Notre travail étudie les décisions des agricultrices et agriculteurs en matière de prévention des ravageurs. Nous développons d’abord un modèle théorique pour analyser quelles conditions et quelles caractéristiques des exploitations et des agriculteurs favorisent ou freinent l’adoption de mesures préventives. Nous constatons qu’une aversion élevée par rapport au risque entrave les efforts de prévention des agriculteurs. Bien que ce résultat puisse sembler paradoxal à première vue, il peut s’expliquer comme suit: un agriculteur plus prudent a tendance à utiliser moins de mesures de prévention, car les avantages de celles-ci sont plus incertains par rapport aux produits phytosanitaires. En effet, l’investissement dans la prévention n’est rentable qu’a posteriori, si une infestation se produit réellement, alors que les produits phytosanitaires ne sont souvent appliqués qu’après l’apparition de l’infestation. En outre, le risque lié à l’apparition d’une infestation (par exemple, l’incertitude sur les pertes liées aux parasites) et le risque contextuel général (par exemple, d’autres risques en termes de production ou de prix) augmenteraient le niveau optimal de prévention des ravageurs pour l’agriculteur. Par ailleurs, l’effort de prévention s’accroît avec la pression parasitaire perçue sur la base de l’expérience antérieure et diminue avec le coût de la prévention par rapport à la situation économique des agriculteurs.

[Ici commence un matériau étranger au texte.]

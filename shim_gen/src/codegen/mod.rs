pub mod c;
pub mod c_gen;
pub mod manifest;
pub mod verify;

pub use c::{CShimGenerator, CShimGeneratorOptions};
pub use c_gen::Forwarder;
pub use manifest::{build_manifest, serialize_manifest, unit_digest, ManifestContext, ManifestFormat};
pub use verify::verify_translation_unit;

pub const DEFAULT_UNIT_FILE: &str = "extern.c";
pub const DEFAULT_MANIFEST_FILE: &str = "extern.manifest.json";
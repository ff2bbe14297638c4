use super::fixtures::{triangle, two_zone};
use crate::dc::make_b_dc;
use crate::math::entry;
use crate::opt::ReduceOpt;
use crate::reduce::network_sensitivity;
use crate::select::select_representatives;
use crate::transaction::Transaction;
use crate::ttc::{transfer_capacity, TtcOutcome};
use crate::ybus::make_ybus;
use anyhow::Result;

#[test]
fn triangle_ybus_is_fully_populated() {
    let net = triangle();
    let y = make_ybus(&net.bus, &net.branch);
    assert_eq!(y.shape(), (3, 3));
    assert_eq!(y.nnz(), 9);
    for i in 0..3 {
        for j in 0..3 {
            assert!(entry(&y, i, j).norm() > 0.0);
            assert_eq!(entry(&y, i, j), entry(&y, j, i));
        }
    }
}

#[test]
fn triangle_ttc_is_limited_by_parallel_path() -> Result<()> {
    let net = triangle();
    let y = make_ybus(&net.bus, &net.branch);
    let (sens, warnings) = network_sensitivity(&net, &y, &ReduceOpt::default())?;
    assert!(warnings.is_empty());
    assert_eq!(sens.ttc.len(), 3);

    let t13 = Transaction::new(1, 3)?;
    let rec = sens
        .ttc
        .iter()
        .find(|r| r.transaction == t13)
        .expect("transaction (1,3)");

    // Half the transfer flows on 1-3 directly, half through bus 2.
    let ttc = rec.value().expect("bounded TTC");
    assert!((ttc - 100.0).abs() < 1e-6);
    assert!(ttc < 200.0);
    let l = rec.limiting_branch().expect("limiting branch");
    assert_eq!(sens.ptdf.branch_ids(l), (1, 3));
    Ok(())
}

#[test]
fn ttc_is_the_smallest_ratio() -> Result<()> {
    let net = two_zone();
    let y = make_ybus(&net.bus, &net.branch);
    let opt = ReduceOpt::default();
    let (sens, _) = network_sensitivity(&net, &y, &opt)?;

    for rec in &sens.ttc {
        let p = sens.ptdf.transaction(&rec.transaction)?;
        let (value, branch) = match rec.outcome {
            TtcOutcome::Limited { value, branch } => (value, branch),
            TtcOutcome::Unbounded => panic!("{} unbounded", rec.transaction),
        };
        assert_eq!(value, sens.capacity[branch] / p[branch].abs());
        for (l, pl) in p.iter().enumerate() {
            if pl.abs() > opt.ptdf_epsilon {
                assert!(value <= sens.capacity[l] / pl.abs());
            }
        }
        assert_eq!(
            transfer_capacity(&p, &sens.capacity, opt.ptdf_epsilon),
            rec.outcome
        );
    }
    Ok(())
}

#[test]
fn two_zone_representatives_are_degree_three_buses() -> Result<()> {
    let mut net = two_zone();
    let b_bus = make_b_dc(&make_ybus(&net.bus, &net.branch));
    let reps = select_representatives(&mut net.bus, &b_bus, 1e-9)?;
    assert_eq!(reps, vec![1, 3]);
    assert_eq!(net.representatives(), vec![1, 3]);
    Ok(())
}
use crate::dc::bus_degrees;
use crate::error::{ReductionError, Result};
use crate::network::Bus;
use sprs::CsMat;
use std::collections::BTreeMap;

/// Chooses one representative bus per zone and flags it on the bus record.
///
/// Within each zone the bus with the highest network degree wins, degree
/// being the number of other buses connected through `|B_ij| > tol`. Ties
/// go to the lowest bus id. Zones are visited in lexicographic label order
/// and the returned ids follow that order.
pub fn select_representatives(bus: &mut [Bus], b_bus: &CsMat<f64>, tol: f64) -> Result<Vec<usize>> {
    if b_bus.rows() != bus.len() {
        return Err(ReductionError::InvalidTopology(format!(
            "susceptance matrix has {} rows for {} buses",
            b_bus.rows(),
            bus.len()
        )));
    }
    let degree = bus_degrees(b_bus, tol);

    // zone -> (degree, id, position) of the best bus so far
    let mut best: BTreeMap<&str, (usize, usize, usize)> = BTreeMap::new();
    for (k, b) in bus.iter().enumerate() {
        let cand = (degree[k], b.id, k);
        best.entry(b.zone.as_str())
            .and_modify(|cur| {
                if cand.0 > cur.0 || (cand.0 == cur.0 && cand.1 < cur.1) {
                    *cur = cand;
                }
            })
            .or_insert(cand);
    }

    let chosen = best
        .iter()
        .map(|(zone, &(deg, id, k))| {
            log::debug!("zone {}: representative bus {} (degree {})", zone, id, deg);
            (id, k)
        })
        .collect::<Vec<(usize, usize)>>();

    for &(_, k) in &chosen {
        bus[k].representative = true;
    }
    log::info!("selected {} representatives", chosen.len());

    Ok(chosen.into_iter().map(|(id, _)| id).collect())
}
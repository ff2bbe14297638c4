use num_complex::Complex64;
use sprs::CsMat;

pub const J: Complex64 = Complex64 { re: 0.0, im: 1.0 };

#[macro_export]
macro_rules! cmplx {
    () => {
        num_complex::Complex64::new(0.0, 0.0)
    };
    ($arg1:expr) => {
        num_complex::Complex64::new($arg1, 0.0)
    };
    ($arg1:expr, $arg2:expr) => {
        num_complex::Complex64::new($arg1, $arg2)
    };
}

/// Returns element `(i, j)` of a sparse matrix, zero if not stored.
pub fn entry<T: Copy + Default>(mat: &CsMat<T>, i: usize, j: usize) -> T {
    mat.get(i, j).copied().unwrap_or_default()
}

/// Computes the infinity norm: `max(abs(a))`.
pub fn norm_inf(a: &[f64]) -> f64 {
    a.iter().fold(0.0, |max, v| f64::max(max, v.abs()))
}
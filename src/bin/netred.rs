use anyhow::Result;
use clap::{Args, Parser, Subcommand};
use netred::solver::default_solver;
use netred::{
    load_case, make_ybus, network_sensitivity, reduce_network, write_ptdf, write_reduction,
    write_ttc, Formulation, ReduceOpt,
};
use std::path::PathBuf;

/// Zonal network reduction preserving inter-zonal transfer capacity.
#[derive(Parser)]
#[command(author, version, about, long_about = None)]
#[command(propagate_version = true)]
struct Cli {
    #[command(subcommand)]
    command: Commands,
}

#[derive(Subcommand)]
enum Commands {
    /// Reduce to one bus per zone and fit synthetic line capacities
    Reduce(ReduceArgs),

    /// Power Transfer Distribution Factors of the original network
    PTDF(TableArgs),

    /// Total Transfer Capacities of the original network
    TTC(TableArgs),
}

#[derive(Args)]
struct CaseArgs {
    /// Case directory holding bus.csv and branch.csv
    #[arg(required = true)]
    input: PathBuf,

    /// System MVA base.
    #[arg(long)]
    base_mva: Option<f64>,

    /// PTDF magnitudes at or below this value are treated as zero.
    #[arg(long)]
    epsilon: Option<f64>,

    /// Computational slack bus id.
    #[arg(long)]
    slack: Option<usize>,
}

#[derive(Args)]
struct TableArgs {
    #[command(flatten)]
    case: CaseArgs,

    /// Output CSV file
    #[arg(short, long, required = true)]
    output: PathBuf,
}

#[derive(Args)]
struct ReduceArgs {
    #[command(flatten)]
    case: CaseArgs,

    /// Output directory
    #[arg(short, long, required = true)]
    output: PathBuf,

    /// Capacity fitting formulation (qp, miqp or lp).
    #[arg(long)]
    formulation: Option<Formulation>,

    /// Capacity regularization weight.
    #[arg(long)]
    lambda: Option<f64>,

    /// Safety factor (>= 1) on the big-M capacity bound of LP and MIQP.
    #[arg(long)]
    big_m_factor: Option<f64>,

    /// Maximum interior-point iterations.
    #[arg(long)]
    max_iter: Option<u32>,

    /// Interior-point feasibility and duality gap tolerance.
    #[arg(long)]
    tol: Option<f64>,

    /// Maximum branch-and-bound nodes.
    #[arg(long)]
    node_limit: Option<usize>,
}

fn main() {
    env_logger::Builder::from_default_env()
        .format_level(false)
        .format_target(false)
        .format_timestamp(None)
        .init();

    let cli = Cli::parse();

    match execute(&cli) {
        Ok(_) => {
            std::process::exit(0);
        }
        Err(err) => {
            eprintln!("error: {:#}", err);
            std::process::exit(2);
        }
    }
}

fn case_opt(args: &CaseArgs) -> ReduceOpt {
    let mut opt = ReduceOpt::default();
    if let Some(base_mva) = args.base_mva {
        opt.base_mva = base_mva;
    }
    if let Some(eps) = args.epsilon {
        opt.ptdf_epsilon = eps;
    }
    opt.slack_bus = args.slack;
    opt
}

fn execute(cli: &Cli) -> Result<()> {
    match &cli.command {
        Commands::Reduce(args) => {
            let mut opt = case_opt(&args.case);
            if let Some(formulation) = args.formulation {
                opt.formulation = formulation;
            }
            if let Some(lambda) = args.lambda {
                opt.lambda = lambda;
            }
            if let Some(factor) = args.big_m_factor {
                opt.big_m_factor = factor;
            }
            if let Some(max_iter) = args.max_iter {
                opt.solver.max_iter = max_iter;
            }
            if let Some(tol) = args.tol {
                opt.solver.tol_feas = tol;
                opt.solver.tol_gap = tol;
            }
            if let Some(node_limit) = args.node_limit {
                opt.solver.node_limit = node_limit;
            }

            let mut network = load_case(&args.case.input, opt.base_mva)?;
            let solver = default_solver(&opt.solver);
            let reduction = reduce_network(&mut network, &opt, &solver)?;
            for w in &reduction.warnings {
                eprintln!("warning: {}", w);
            }
            write_reduction(&args.output, &reduction, opt.base_mva, opt.ptdf_epsilon)?;
        }
        Commands::PTDF(args) | Commands::TTC(args) => {
            let opt = case_opt(&args.case);
            let network = load_case(&args.case.input, opt.base_mva)?;
            let y_bus = make_ybus(&network.bus, &network.branch);
            let (sens, warnings) = network_sensitivity(&network, &y_bus, &opt)?;
            for w in &warnings {
                eprintln!("warning: {}", w);
            }
            if let Commands::PTDF(_) = &cli.command {
                write_ptdf(&args.output, &sens.ptdf, opt.ptdf_epsilon)?;
            } else {
                write_ttc(&args.output, &sens.ttc, &sens.ptdf, opt.base_mva)?;
            }
        }
    }
    Ok(())
}
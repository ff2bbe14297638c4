use crate::dc::{make_b_dc, matrix_flow_branches, network_flow_branches};
use crate::error::{ReductionError, Result, Warning};
use crate::fit::{fit_capacities, CapacityFit, FitIndex};
use crate::kron::{kron_reduce, KronReduction};
use crate::math::norm_inf;
use crate::network::Network;
use crate::opt::ReduceOpt;
use crate::ptdf::{make_ptdf, InjectionPtdf};
use crate::select::select_representatives;
use crate::traits::ProgramSolver;
use crate::transaction::Transaction;
use crate::ttc::{evaluate_ttc, TtcRecord};
use crate::ybus::make_ybus;
use num_complex::Complex64;
use sprs::CsMat;
use std::collections::HashMap;

/// PTDF set, branch ratings and TTCs of one network.
pub struct Sensitivity {
    pub ptdf: InjectionPtdf,
    /// Thermal rating of every flow branch of `ptdf` (p.u.).
    pub capacity: Vec<f64>,
    pub ttc: Vec<TtcRecord>,
}

/// Original, fitted and reduced TTC of one representative transaction.
#[derive(Debug, Clone, PartialEq)]
pub struct TtcComparison {
    pub transaction: Transaction,
    pub original: Option<f64>,
    /// TTC_eq chosen by the capacity fit. `None` when the transaction was
    /// not fitted.
    pub fitted: Option<f64>,
    /// TTC recomputed on the reduced network with the fitted capacities.
    pub reduced: Option<f64>,
    /// `|reduced - original| / original`.
    pub relative_error: Option<f64>,
}

/// Everything produced by one reduction run.
pub struct Reduction {
    pub y_bus: CsMat<Complex64>,
    /// Representative bus ids in zone label order.
    pub representatives: Vec<usize>,
    pub original: Sensitivity,
    pub kron: KronReduction,
    pub reduced: Sensitivity,
    pub fit: CapacityFit,
    pub comparison: Vec<TtcComparison>,
    pub warnings: Vec<Warning>,
}

fn slack_position(bus_ids: &[usize], opt: &ReduceOpt) -> Result<usize> {
    match opt.slack_bus {
        None => Ok(0),
        Some(id) => bus_ids
            .iter()
            .position(|&b| b == id)
            .ok_or(ReductionError::UnknownBus(id)),
    }
}

/// PTDFs and TTCs of the network as given, one flow branch per input
/// branch with non-negligible susceptance.
pub fn network_sensitivity(
    network: &Network,
    y_bus: &CsMat<Complex64>,
    opt: &ReduceOpt,
) -> Result<(Sensitivity, Vec<Warning>)> {
    let b_bus = make_b_dc(y_bus);
    let (flow, index) = network_flow_branches(&network.branch, opt.susceptance_tolerance);
    let capacity = index
        .iter()
        .map(|&l| network.branch[l].capacity)
        .collect::<Vec<f64>>();

    let bus_ids = network.bus.iter().map(|b| b.id).collect::<Vec<usize>>();
    let slack = slack_position(&bus_ids, opt)?;
    let (ptdf, warnings) = make_ptdf(&b_bus, &bus_ids, flow, slack, opt)?;
    let ttc = evaluate_ttc(&ptdf, &capacity, opt.ptdf_epsilon)?;

    Ok((
        Sensitivity {
            ptdf,
            capacity,
            ttc,
        },
        warnings,
    ))
}

/// PTDF set of a Kron-reduced network. Flow branches follow the nonzero
/// pattern of its susceptance matrix. The slack is `opt.slack_bus` when it
/// was retained, otherwise the first representative.
fn reduced_ptdf(kron: &KronReduction, opt: &ReduceOpt) -> Result<(InjectionPtdf, Vec<Warning>)> {
    let b_red = make_b_dc(&kron.y_bus);
    let flow = matrix_flow_branches(&b_red, opt.susceptance_tolerance);
    let slack = slack_position(&kron.bus_ids, opt).unwrap_or(0);
    make_ptdf(&b_red, &kron.bus_ids, flow, slack, opt)
}

fn compare(original: &[TtcRecord], fit: &CapacityFit, reduced: &[TtcRecord]) -> Vec<TtcComparison> {
    let orig = original
        .iter()
        .map(|r| (r.transaction, r.value()))
        .collect::<HashMap<Transaction, Option<f64>>>();
    let fitted = fit
        .transactions
        .iter()
        .map(|t| (t.transaction, t.fitted))
        .collect::<HashMap<Transaction, f64>>();

    reduced
        .iter()
        .map(|r| {
            let original = orig.get(&r.transaction).copied().flatten();
            let reduced = r.value();
            let relative_error = match (original, reduced) {
                (Some(o), Some(red)) if o > 0.0 => Some((red - o).abs() / o),
                _ => None,
            };
            TtcComparison {
                transaction: r.transaction,
                original,
                fitted: fitted.get(&r.transaction).copied(),
                reduced,
                relative_error,
            }
        })
        .collect()
}

/// Reduces a zonal network to one bus per zone while preserving
/// inter-zonal transfer capacities.
///
/// Builds the admittance matrix, evaluates original PTDFs and TTCs, picks
/// one representative per zone (flagging it on `network`, which is left
/// untouched when the zone layout is rejected), Kron-reduces
/// onto the representatives and fits synthetic line capacities with the
/// formulation in `opt`. The reduced TTCs are then re-evaluated with the
/// fitted capacities.
pub fn reduce_network(
    network: &mut Network,
    opt: &ReduceOpt,
    solver: &dyn ProgramSolver,
) -> Result<Reduction> {
    opt.validate()?;
    network.validate()?;
    let zones = network.zones().len();
    if zones == network.nb() {
        return Err(ReductionError::InvalidTopology(
            "every bus is its zone's representative, nothing to reduce".to_string(),
        ));
    }
    if zones < 2 {
        return Err(ReductionError::InvalidTopology(format!(
            "{} zone(s) leave no inter-zonal transactions",
            zones
        )));
    }
    log::info!(
        "reducing network: {} buses, {} branches, {} zones",
        network.nb(),
        network.nl(),
        zones
    );
    let mut warnings = Vec::new();

    let y_bus = make_ybus(&network.bus, &network.branch);
    let (original, w) = network_sensitivity(network, &y_bus, opt)?;
    warnings.extend(w);
    log::info!("original network: {} transactions", original.ttc.len());

    let b_bus = make_b_dc(&y_bus);
    let representatives =
        select_representatives(&mut network.bus, &b_bus, opt.susceptance_tolerance)?;

    let (kron, w) = kron_reduce(&y_bus, &representatives, opt)?;
    warnings.extend(w);

    let (ptdf_red, w) = reduced_ptdf(&kron, opt)?;
    warnings.extend(w);
    log::info!(
        "reduced network: {} buses, {} synthetic branches",
        ptdf_red.nb(),
        ptdf_red.nbr()
    );

    let index = FitIndex::new(&ptdf_red, &original.ttc, opt.ptdf_epsilon)?;
    let fit = fit_capacities(&index, opt, solver)?;
    warnings.extend(fit.warnings.iter().cloned());

    let capacity = index.branch_capacities(&fit.capacities());
    let ttc_red = evaluate_ttc(&ptdf_red, &capacity, opt.ptdf_epsilon)?;
    let comparison = compare(&original.ttc, &fit, &ttc_red);

    let errors = comparison
        .iter()
        .filter_map(|c| c.relative_error)
        .collect::<Vec<f64>>();
    if !errors.is_empty() {
        log::info!("largest relative TTC error: {:.4}", norm_inf(&errors));
    }

    Ok(Reduction {
        y_bus,
        representatives,
        original,
        kron,
        reduced: Sensitivity {
            ptdf: ptdf_red,
            capacity,
            ttc: ttc_red,
        },
        fit,
        comparison,
        warnings,
    })
}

Étude de cas sur le contrôle de Drosophila suzukii dans la viticulture en Suisse

Nous testons les résultats théoriques à l’aide d’une application empirique portant sur les décisions des viticulteurs suisses à utiliser des mesures préventives en réponse à la drosophile du cerisier. Notre analyse utilise les données d’une enquête en ligne envoyée aux viticulteurs suisses en 2016, 2017 et 2018 et se concentre sur les producteurs non biologiques. L’enquête contient des informations spécifiques aux variétés sur les mesures prises pour prévenir ou lutter contre la drosophile du cerisier ainsi que sur la perception de l’infestation par les agriculteurs au cours de la même année. Les mesures de prévention comprennent l’installation de filets anti-insectes (filets anti-insectes latéraux, filets anti-insectes sur des rangées spécifiques ou filets anti-insectes sur plusieurs rangées), des mesures d’assainissement (par exemple, élimination des résidus de récolte, fauchage/paillage et ramassage de tous les fruits) de même qu’une récolte précoce. En cas d’infestation, les agriculteurs peuvent également choisir d’appliquer des insecticides pour lutter contre l’infestation, bien que les viticulteurs suisses considèrent les insecticides comme le dernier recours dans la lutte contre les ravageurs.

Nous avons trouvé que les preuves empiriques étaient cohérentes par rapport aux résultats théoriques. Par exemple, les autres facteurs restant constants, une aversion au risque plus élevée va de pair avec des efforts de prévention nettement moindres. En outre, les agriculteurs ayant souscrit une assurance récolte (indicateur d’un risque contextuel plus faible) sont moins susceptibles d’adopter des mesures de prévention, de 19 à 23 points de pourcentage en moins, que les agriculteurs sans assurance récolte.

Conclusions

  • Une aversion au risque plus élevée et un risque contextuel moindre, par exemple dans le cas d’une assurance récolte, réduisent les efforts de prévention contre les ravageurs des agriculteurs.
  • Les efforts de prévention doivent être renforcés par des politiques ciblées, par exemple en vue de rendre la prévention plus efficace et plus rentable.
  • Des informations ciblées et des services de vulgarisation efficaces peuvent limiter les risques perçus par les agriculteurs en matière de prévention des ravageurs et faciliter ainsi la mise en œuvre des efforts de prévention.
  • L’interdépendance des choix des agriculteurs en matière de stratégies de gestion des risques appelle des mesures politiques globales qui tiennent compte des retombées possibles de stratégies telles que l’assurance-récolte, adaptées à la mise en place de pratiques agricoles durables.